#### EXERCISE BRIEF
All lines of the listing that contain "selection" should be shown in full.

[DATASET]

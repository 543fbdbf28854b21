//! Theme Styling Functions
//!
//! Frame builders and the global style used by every screen.

use eframe::egui::{self, CornerRadius, Stroke};

use super::colors;
use crate::egui_app::toast::ToastKind;

/// Apply the global theme to the egui context
pub fn apply_global_theme(ctx: &egui::Context) {
    let mut style = (*ctx.style()).clone();

    style.visuals = egui::Visuals::light();
    style.visuals.panel_fill = colors::BG_PAGE;
    style.visuals.window_fill = colors::CARD_BG;
    style.visuals.window_stroke = Stroke::new(2.0, colors::OUTLINE);
    style.visuals.extreme_bg_color = colors::FIELD_BG;

    style.visuals.widgets.inactive.corner_radius = CornerRadius::same(8);
    style.visuals.widgets.hovered.corner_radius = CornerRadius::same(8);
    style.visuals.widgets.active.corner_radius = CornerRadius::same(8);
    style.visuals.widgets.hovered.bg_fill = colors::ACCENT_WARM;
    style.visuals.widgets.active.bg_fill = colors::ACCENT;

    style.visuals.selection.bg_fill = colors::ACCENT_WARM;
    style.visuals.selection.stroke = Stroke::new(1.0, colors::OUTLINE);

    style.spacing.item_spacing = egui::vec2(8.0, 8.0);
    style.spacing.button_padding = egui::vec2(12.0, 6.0);

    ctx.set_style(style);
}

/// White card with a dark outline
pub fn card_frame() -> egui::Frame {
    egui::Frame::new()
        .fill(colors::CARD_BG)
        .stroke(Stroke::new(2.0, colors::OUTLINE))
        .corner_radius(CornerRadius::same(16))
        .inner_margin(egui::Margin::same(24))
}

pub fn header_frame() -> egui::Frame {
    egui::Frame::new()
        .fill(colors::HEADER_BG)
        .inner_margin(egui::Margin::symmetric(24, 14))
}

pub fn page_frame() -> egui::Frame {
    egui::Frame::new()
        .fill(colors::BG_PAGE)
        .inner_margin(egui::Margin::same(24))
}

/// Inline error banner used by forms and the Home workspace
pub fn banner_frame() -> egui::Frame {
    egui::Frame::new()
        .fill(egui::Color32::from_rgb(0xFE, 0xE2, 0xE2))
        .stroke(Stroke::new(1.0, colors::ERROR))
        .corner_radius(CornerRadius::same(8))
        .inner_margin(egui::Margin::same(10))
}

pub fn toast_frame(kind: ToastKind) -> egui::Frame {
    let fill = match kind {
        ToastKind::Info => colors::INFO,
        ToastKind::Success => colors::SUCCESS,
        ToastKind::Error => colors::ERROR,
    };
    egui::Frame::new()
        .fill(fill)
        .corner_radius(CornerRadius::same(8))
        .inner_margin(egui::Margin::symmetric(14, 10))
}

/// Filled accent button
pub fn primary_button(text: &str) -> egui::Button<'static> {
    egui::Button::new(egui::RichText::new(text.to_string()).color(colors::TEXT_ON_ACCENT).strong())
        .fill(colors::ACCENT)
        .stroke(Stroke::new(2.0, colors::OUTLINE))
        .min_size(egui::vec2(140.0, 36.0))
}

[/DATASET]

#### RESULT
    style.visuals.selection.bg_fill = colors::ACCENT_WARM;
    style.visuals.selection.stroke = Stroke::new(1.0, colors::OUTLINE);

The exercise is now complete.